IntervalIndex([(0, 100], (100, 200], (200, 300], (300, 400], (400, 500], (500, 600]], dtype='interval[int64, right]')


Next, we pass the `intervals` variable to the `bins` parameter, store the result to `gr_freq_table`, and print the result, like this:

In [33]:
gr_freq_table = wnba["PTS"].value_counts(bins = intervals).sort_index()
print(gr_freq_table)

(0, 100]      49
(100, 200]    28
(200, 300]    32
(300, 400]    17
(400, 500]    10
(500, 600]     7
Name: PTS, dtype: int64


Now we do a quick check of our work. There are 143 players in the data set, so the frequencies should add up to 143:

In [34]:
print(gr_freq_table.sum())

143


Using the techniques above, generate a grouped frequency table for the PTS variable.

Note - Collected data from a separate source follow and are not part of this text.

impl<U, S> AuthService<U, S>
where
    U: UserRepository,
    S: SessionRepository,
{
    /// Create a new authentication service
    ///
    /// # Arguments
    ///
    /// * `user_repository` - Account persistence
    /// * `session_repository` - Session persistence
    /// * `token_codec` - JWT signing and verification
    /// * `password_hasher` - Password hash derivation
    /// * `clock` - Time source, shared with the codec
    /// * `config` - Renewal threshold and store timeout
    pub fn new(
        user_repository: Arc<U>,
        session_repository: Arc<S>,
        token_codec: Arc<TokenCodec>,
        password_hasher: Arc<dyn PasswordHasher>,
        clock: Arc<dyn Clock>,
        config: AuthServiceConfig,
    ) -> Self {
        Self {
            user_repository,
            session_repository,
            token_codec,
            password_hasher,
            clock,
            config,
        }
    }

    /// Token codec shared with request middleware
    pub fn token_codec(&self) -> Arc<TokenCodec> {
        Arc::clone(&self.token_codec)
    }

    /// Authenticate with a username and password and open a new session
    ///
    /// Sessions opened earlier stay valid. Expired sessions of the user are
    /// swept on the way; a failed sweep does not fail the login.
    ///
    /// # Returns
    ///
    /// * `Ok(TokenPair)` - Fresh access and refresh tokens
    /// * `Err(AuthError::Unauthorized)` - Unknown user or wrong password
    pub async fn login(&self, username: &str, password: &str) -> DomainResult<TokenPair> {
        let user = self
            .bounded("find user", self.user_repository.find_by_username(username))
            .await?
            .ok_or_else(|| {
                tracing::debug!(username = %username, "Login for unknown user");
                DomainError::unauthorized()
            })?;

        if !self.password_matches(&user, password) {
            tracing::debug!(username = %user.username, "Login with wrong password");
            return Err(DomainError::unauthorized());
        }

        let now = self.clock.now();
        match self
            .bounded(
                "sweep expired sessions",
                self.session_repository
                    .delete_expired_for_user(&user.username, now),
            )
            .await
        {
            Ok(swept) if swept > 0 => {
                tracing::debug!(username = %user.username, swept, "Removed expired sessions");
            }
            Ok(_) => {}
            Err(e) => {
                tracing::warn!(username = %user.username, error = %e, "Expired session sweep failed");
            }
        }

        let access_claims = TokenClaims::access(&user.username, user.is_admin);
        let refresh_claims = access_claims.as_type(TokenType::Refresh);
        let access_token = self.issue(&access_claims)?;
        let refresh_token = self.issue(&refresh_claims)?;

        let refresh_ttl = self.token_codec.ttl(TokenType::Refresh);
        let session = Session::new(
            refresh_token.clone(),
            truncate_to_seconds(now + refresh_ttl),
            &user.username,
        );
        self.bounded("create session", self.session_repository.create(session))
            .await?;

        tracing::info!(username = %user.username, admin = user.is_admin, "User logged in");

        Ok(TokenPair::new(
            access_token,
            refresh_token,
            self.token_codec.ttl(TokenType::Access).num_seconds(),
            refresh_ttl.num_seconds(),
        ))
    }

    /// Check an access token; the session store is not consulted
    pub fn verify_access(&self, token: &str) -> DomainResult<TokenClaims> {
        self.token_codec
            .verify(token, TokenType::Access)
            .map_err(|e| self.reject(e))
    }

    /// Check a refresh token against both its signature and its session
    ///
    /// # Returns
    ///
    /// * `Ok(RefreshVerification)` - Claims, plus whether the session is due for rotation
    /// * `Err(AuthError::Unauthorized)` - Bad token, no session, or session expired
    pub async fn verify_refresh(&self, token: &str) -> DomainResult<RefreshVerification> {
        let claims = self
            .token_codec
            .verify(token, TokenType::Refresh)
            .map_err(|e| self.reject(e))?;

        let session = self
            .bounded("find session", self.session_repository.find_by_token(token))
            .await?
            .ok_or_else(|| {
                tracing::debug!(username = %claims.username, "Refresh token has no session");
                DomainError::unauthorized()
            })?;

        let now = self.clock.now();
        if session.is_expired(now) {
            tracing::debug!(username = %claims.username, "Refresh session expired");
            return Err(DomainError::unauthorized());
        }
        if session.username != claims.username {
            tracing::warn!(username = %claims.username, "Session owner does not match token");
            return Err(DomainError::unauthorized());
        }

        Ok(RefreshVerification {
            need_renew: session.expires_within(now, self.config.renewal_threshold),
            claims,
        })
    }

    /// Replace the session of `old_token` with a freshly signed refresh token
    ///
    /// Of several concurrent rotations of the same token exactly one wins; the
    /// others get `Unauthorized`.
    pub async fn rotate(&self, old_token: &str, claims: &TokenClaims) -> DomainResult<String> {
        let refresh_claims = claims.as_type(TokenType::Refresh);
        let new_token = self.issue(&refresh_claims)?;
        let expires = truncate_to_seconds(self.clock.now() + self.token_codec.ttl(TokenType::Refresh));
        let replacement = Session::new(new_token.clone(), expires, &refresh_claims.username);

        let rotated = self
            .bounded(
                "rotate session",
                self.session_repository.rotate(old_token, replacement),
            )
            .await?;
        if !rotated {
            tracing::debug!(username = %refresh_claims.username, "Session already rotated or revoked");
            return Err(DomainError::unauthorized());
        }

        tracing::debug!(username = %refresh_claims.username, "Rotated refresh session");
        Ok(new_token)
    }

    /// Exchange a refresh token for a new access token
    ///
    /// The admin flag is re-read from the account, so a demotion takes effect
    /// at the next refresh. When the session is due for renewal the refresh
    /// token is rotated as well.
    pub async fn refresh(&self, refresh_token: &str) -> DomainResult<RefreshOutcome> {
        let verification = self.verify_refresh(refresh_token).await?;

        let user = self
            .bounded(
                "find user",
                self.user_repository
                    .find_by_username(&verification.claims.username),
            )
            .await?
            .ok_or_else(|| {
                tracing::debug!(username = %verification.claims.username, "Refresh for deleted user");
                DomainError::unauthorized()
            })?;

        let access_claims = TokenClaims::access(&user.username, user.is_admin);
        let access_token = self.issue(&access_claims)?;

        let rotated = if verification.need_renew {
            Some(
                self.rotate(refresh_token, &access_claims.as_type(TokenType::Refresh))
                    .await?,
            )
        } else {
            None
        };

        Ok(RefreshOutcome {
            access_token,
            access_expires_in: self.token_codec.ttl(TokenType::Access).num_seconds(),
            refresh_token: rotated,
            refresh_expires_in: self.token_codec.ttl(TokenType::Refresh).num_seconds(),
        })
    }

    /// End one session; ending an unknown session is not an error
    pub async fn logout(&self, refresh_token: &str) -> DomainResult<()> {
        let deleted = self
            .bounded(
                "delete session",
                self.session_repository.delete_by_token(refresh_token),
            )
            .await?;
        tracing::debug!(deleted, "Logout");
        Ok(())
    }

    /// End every session of `username` except the one keyed by `refresh_token`
    ///
    /// # Returns
    ///
    /// * `Ok(u64)` - Number of sessions ended
    pub async fn logout_others(&self, refresh_token: &str, username: &str) -> DomainResult<u64> {
        let revoked = self
            .bounded(
                "delete other sessions",
                self.session_repository
                    .delete_all_for_user_except(username, refresh_token),
            )
            .await?;
        tracing::info!(username = %username, revoked, "Logged out other sessions");
        Ok(revoked)
    }

    /// Change a user's own password
    ///
    /// Every session of the user ends, including the one making the request.
    pub async fn change_password(
        &self,
        username: &str,
        current_password: &str,
        new_password: &str,
    ) -> DomainResult<()> {
        let user = self
            .bounded("find user", self.user_repository.find_by_username(username))
            .await?
            .ok_or_else(DomainError::unauthorized)?;

        if !self.password_matches(&user, current_password) {
            tracing::debug!(username = %user.username, "Password change with wrong current password");
            return Err(DomainError::unauthorized());
        }

        let revoked = self
            .replace_password(&user, new_password)
            .await
            .map_err(|e| match e {
                // account vanished between the read and the write
                DomainError::NotFound { .. } => DomainError::unauthorized(),
                other => other,
            })?;

        tracing::info!(username = %user.username, revoked, "Password changed");
        Ok(())
    }

    /// Create an account on behalf of an administrator
    ///
    /// # Returns
    ///
    /// * `Ok(User)` - The stored account
    /// * `Err(AuthError::Forbidden)` - Caller is not an administrator
    /// * `Err(AuthError::PolicyViolation)` - Username or password rejected
    /// * `Err(DomainError::Conflict)` - Username taken
    pub async fn create_user(&self, admin: &TokenClaims, new_user: NewUser) -> DomainResult<User> {
        self.require_admin(admin)?;

        if !validate_username(&new_user.username)
            || !validate_password(&new_user.username, &new_user.password)
        {
            return Err(AuthError::PolicyViolation.into());
        }

        let member_since = truncate_to_seconds(new_user.member_since.unwrap_or_else(|| self.clock.now()));
        let mut user = User::new(&new_user.username, String::new(), member_since, new_user.is_admin);
        user.password_hash =
            self.password_hasher
                .hash(&user.username, &user.member_since_iso(), &new_user.password);

        let created = self
            .bounded("create user", self.user_repository.create(user))
            .await?;

        tracing::info!(
            admin = %admin.username,
            username = %created.username,
            is_admin = created.is_admin,
            "User created"
        );
        Ok(created)
    }

    /// Delete an account and all of its sessions
    pub async fn delete_user(&self, admin: &TokenClaims, username: &str) -> DomainResult<()> {
        self.require_admin(admin)?;

        if !validate_username(username) {
            return Err(AuthError::PolicyViolation.into());
        }

        let deleted = self
            .bounded(
                "delete user",
                self.user_repository.delete_with_sessions(username),
            )
            .await?;
        if !deleted {
            return Err(DomainError::NotFound {
                resource: "user".to_string(),
            });
        }

        tracing::info!(admin = %admin.username, username = %username, "User deleted");
        Ok(())
    }

    /// Set a new password for any account, ending all of its sessions
    pub async fn reset_password(
        &self,
        admin: &TokenClaims,
        username: &str,
        new_password: &str,
    ) -> DomainResult<()> {
        self.require_admin(admin)?;

        if !validate_username(username) {
            return Err(AuthError::PolicyViolation.into());
        }

        let user = self
            .bounded("find user", self.user_repository.find_by_username(username))
            .await?
            .ok_or_else(|| DomainError::NotFound {
                resource: "user".to_string(),
            })?;

        let revoked = self.replace_password(&user, new_password).await?;

        tracing::info!(admin = %admin.username, username = %user.username, revoked, "Password reset");
        Ok(())
    }

    /// Readiness probe for the backing store
    pub async fn ping(&self) -> DomainResult<()> {
        self.bounded("ping", self.session_repository.ping()).await
    }

    async fn replace_password(&self, user: &User, new_password: &str) -> DomainResult<u64> {
        if !validate_password(&user.username, new_password) {
            return Err(AuthError::PolicyViolation.into());
        }

        let hash = self
            .password_hasher
            .hash(&user.username, &user.member_since_iso(), new_password);

        self.bounded(
            "update password",
            self.user_repository
                .update_password_and_revoke_sessions(&user.username, &hash),
        )
        .await
    }

    fn password_matches(&self, user: &User, password: &str) -> bool {
        self.password_hasher.verify(
            &user.username,
            &user.member_since_iso(),
            password,
            &user.password_hash,
        )
    }

    fn require_admin(&self, claims: &TokenClaims) -> DomainResult<()> {
        if claims.is_admin && claims.token_type == TokenType::Access {
            Ok(())
        } else {
            tracing::debug!(username = %claims.username, "Admin operation refused");
            Err(AuthError::Forbidden.into())
        }
    }

    fn issue(&self, claims: &TokenClaims) -> DomainResult<String> {
        self.token_codec.issue(claims).map_err(|e| DomainError::Internal {
            message: format!("Failed to issue {} token: {}", claims.token_type, e),
        })
    }

    fn reject(&self, error: TokenError) -> DomainError {
        tracing::debug!(reason = %error, "Token rejected");
        DomainError::unauthorized()
    }

    /// Run a store call under the configured timeout
    async fn bounded<T, F>(&self, operation: &'static str, call: F) -> DomainResult<T>
    where
        F: Future<Output = DomainResult<T>>,
    {
        match tokio::time::timeout(self.config.store_timeout, call).await {
            Ok(Ok(value)) => Ok(value),
            Ok(Err(e)) => {
                if e.is_internal() {
                    tracing::error!(operation, error = %e, "Store call failed");
                }
                Err(e)
            }
            Err(_) => {
                tracing::error!(operation, timeout = ?self.config.store_timeout, "Store call timed out");
                Err(DomainError::Internal {
                    message: format!("{} timed out", operation),
                })
            }
        }
    }
}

The table should have the following characteristics:
* The first class interval starts at 0 (not included).
* The last class interval ends at 600 (included).
* Each interval has a range of 60 points.
* There are 10 class intervals.

Assign the table to a variable named gr_freq_table_10.

In [36]:
intervals = pd.interval_range(start = 0, end = 600, freq = 60)
gr_freq_table_10 = wnba['PTS'].value_counts(bins = intervals).sort_index()

print(gr_freq_table_10)

(0, 60]       30
(60, 120]     25
(120, 180]    17
(180, 240]    22
(240, 300]    15
(300, 360]     7
(360, 420]    11
(420, 480]     7
(480, 540]     4
(540, 600]     5
Name: PTS, dtype: int64